Por P. Fernando Pascual
Podemos acostumbrarnos a tener agua potable, a ver cómo los campos son bañados por la lluvia, a contemplar manantiales y ríos que alegran nuestros ojos y ayudan a plantas, animales y humanos.
Pero el agua potable, aunque a veces parece “garantizada”, puede empezar a faltarnos, sobre todo cuando llegan periodos de sequía que pueden durar meses casi interminables.
Por eso, podemos ver la lluvia como un don maravilloso de Dios, que cuida de sus criaturas, que da de beber a las bestias del campo, que sostiene a los lirios, las espigas y los robles.
Cada vez que presenciamos una buena lluvia, necesitamos dar gracias a ese Dios, “que hace salir su sol sobre malos y buenos, y llover sobre justos e injustos” (Mt 5,45).

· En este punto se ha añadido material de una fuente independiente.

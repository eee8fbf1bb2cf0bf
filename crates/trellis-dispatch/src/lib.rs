//! The dispatch pipeline of the trellis gateway.
//!
//! One entry point, [`Dispatcher::dispatch`], turns a normalized chat
//! request into a reply or a classified failure. It owns the
//! append-invoke-append window for each conversation, records every
//! outcome in the metrics aggregator, and carries the conversation
//! commands (`help`, `models`, `use`, `clear`) that both ingest producers
//! share.

pub mod commands;
pub mod config;
pub mod dispatcher;
pub mod maintenance;

pub use commands::Command;
pub use config::DispatchConfig;
pub use dispatcher::{DispatchFailure, DispatchOutcome, Dispatcher};
pub use maintenance::spawn_maintenance;
use std::collections::BTreeMap;

use chrono::{DateTime, Utc};
use serde::{Deserialize, Serialize};

/// Per-model rollup. `tokens` is input plus output.
#[derive(Debug, Clone, Copy, Default, Serialize, Deserialize, PartialEq, Eq)]
#[serde(rename_all = "camelCase")]
pub struct ModelCounters {
    pub requests: u64,
    pub tokens: u64,
}

/// One hour-truncated bucket of request activity.
#[derive(Debug, Clone, Serialize, Deserialize, PartialEq)]
#[serde(rename_all = "camelCase")]
pub struct HourlyBucket {
    pub hour: DateTime<Utc>,
    pub requests: u64,
    pub tokens: u64,
}

/// A point-in-time, internally consistent copy of the counters. Field names
/// serialize in the camelCase shape the dashboard reads.
#[derive(Debug, Clone, Serialize, Deserialize, PartialEq)]
#[serde(rename_all = "camelCase")]
pub struct MetricsSnapshot {
    pub total_requests: u64,
    pub failed_requests: u64,
    pub total_tokens_in: u64,
    pub total_tokens_out: u64,
    pub unique_users: u64,
    pub per_model: BTreeMap<String, ModelCounters>,
    /// Ascending by hour; at most the most recent 24 buckets.
    pub hourly_buckets: Vec<HourlyBucket>,
    pub avg_latency_ms: u64,
    pub started_at: DateTime<Utc>,
    pub last_request_at: Option<DateTime<Utc>>,
}

#[cfg(test)]
mod tests {
    use super::*;

    #[test]
    fn snapshot_serializes_camel_case() {
        let snapshot = MetricsSnapshot {
            total_requests: 3,
            failed_requests: 1,
            total_tokens_in: 30,
            total_tokens_out: 60,
            unique_users: 2,
            per_model: BTreeMap::from([(
                "maverick".to_string(),
                ModelCounters {
                    requests: 3,
                    tokens: 90,
                },
            )]),
            hourly_buckets: Vec::new(),
            avg_latency_ms: 120,
            started_at: Utc::now(),
            last_request_at: None,
        };

        let json = serde_json::to_value(&snapshot).unwrap();
        assert_eq!(json["totalRequests"], 3);
        assert_eq!(json["totalTokensIn"], 30);
        assert_eq!(json["uniqueUsers"], 2);
        assert_eq!(json["perModel"]["maverick"]["requests"], 3);
        assert_eq!(json["avgLatencyMs"], 120);
    }
}
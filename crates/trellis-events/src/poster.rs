use serde::{Deserialize, Serialize};

use crate::error::EventError;

/// Posts replies through the platform's message API.
#[derive(Clone)]
pub struct MessagePoster {
    client: reqwest::Client,
    post_url: String,
    bot_token: String,
}

#[derive(Debug, Serialize)]
struct PostMessageBody<'a> {
    channel: &'a str,
    text: &'a str,
    #[serde(skip_serializing_if = "Option::is_none")]
    thread_ts: Option<&'a str>,
}

#[derive(Debug, Deserialize)]
struct PostMessageResponse {
    ok: bool,
    #[serde(default)]
    error: Option<String>,
}

impl MessagePoster {
    pub fn new(
        client: reqwest::Client,
        post_url: impl Into<String>,
        bot_token: impl Into<String>,
    ) -> Self {
        Self {
            client,
            post_url: post_url.into(),
            bot_token: bot_token.into(),
        }
    }

    /// Posts one message. The platform reports failures inside a 200
    /// response, so both the status and the `ok` field are checked.
    pub async fn post_message(
        &self,
        channel: &str,
        text: &str,
        thread_ts: Option<&str>,
    ) -> Result<(), EventError> {
        let body = PostMessageBody {
            channel,
            text,
            thread_ts,
        };
        let response = self
            .client
            .post(&self.post_url)
            .bearer_auth(&self.bot_token)
            .json(&body)
            .send()
            .await?;

        let status = response.status();
        if !status.is_success() {
            return Err(EventError::Api(format!("HTTP {}", status.as_u16())));
        }
        let decoded: PostMessageResponse = response.json().await?;
        if !decoded.ok {
            return Err(EventError::Api(
                decoded.error.unwrap_or_else(|| "unspecified error".to_string()),
            ));
        }
        log::debug!("posted reply to {channel}");
        Ok(())
    }
}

No podemos acostumbrarnos ante la belleza de una lluvia, porque gracias a ella tendremos nuevamente agua para los próximos días o meses. Un agua que nos resulta necesaria para el cuerpo, para los cultivos, para compartirla con otras formas de vida del planeta.
Por eso, al abrir un grifo y tener agua corriente, al destapar una botella de agua de montaña y saborearla, recordaremos que viene de una lluvia bendita, enviada como regalo por Dios que es nuestro Padre.
Entonces, daremos gracias a Dios por el don de esta lluvia oportuna, la que nos ayuda ahora, este momento de nuestra existencia, para vivificar nuestros cuerpos, para lavarnos, para regar flores y cultivos, para seguir en camino.
Así, la lluvia reciente nos vivifica y nos abre hacia una existencia eterna, cuando nuestra sed será plenamente saciada en ese manantial que nos ofrece el agua gratuita que nos da la vida plena (cf. Ap 21,6 7).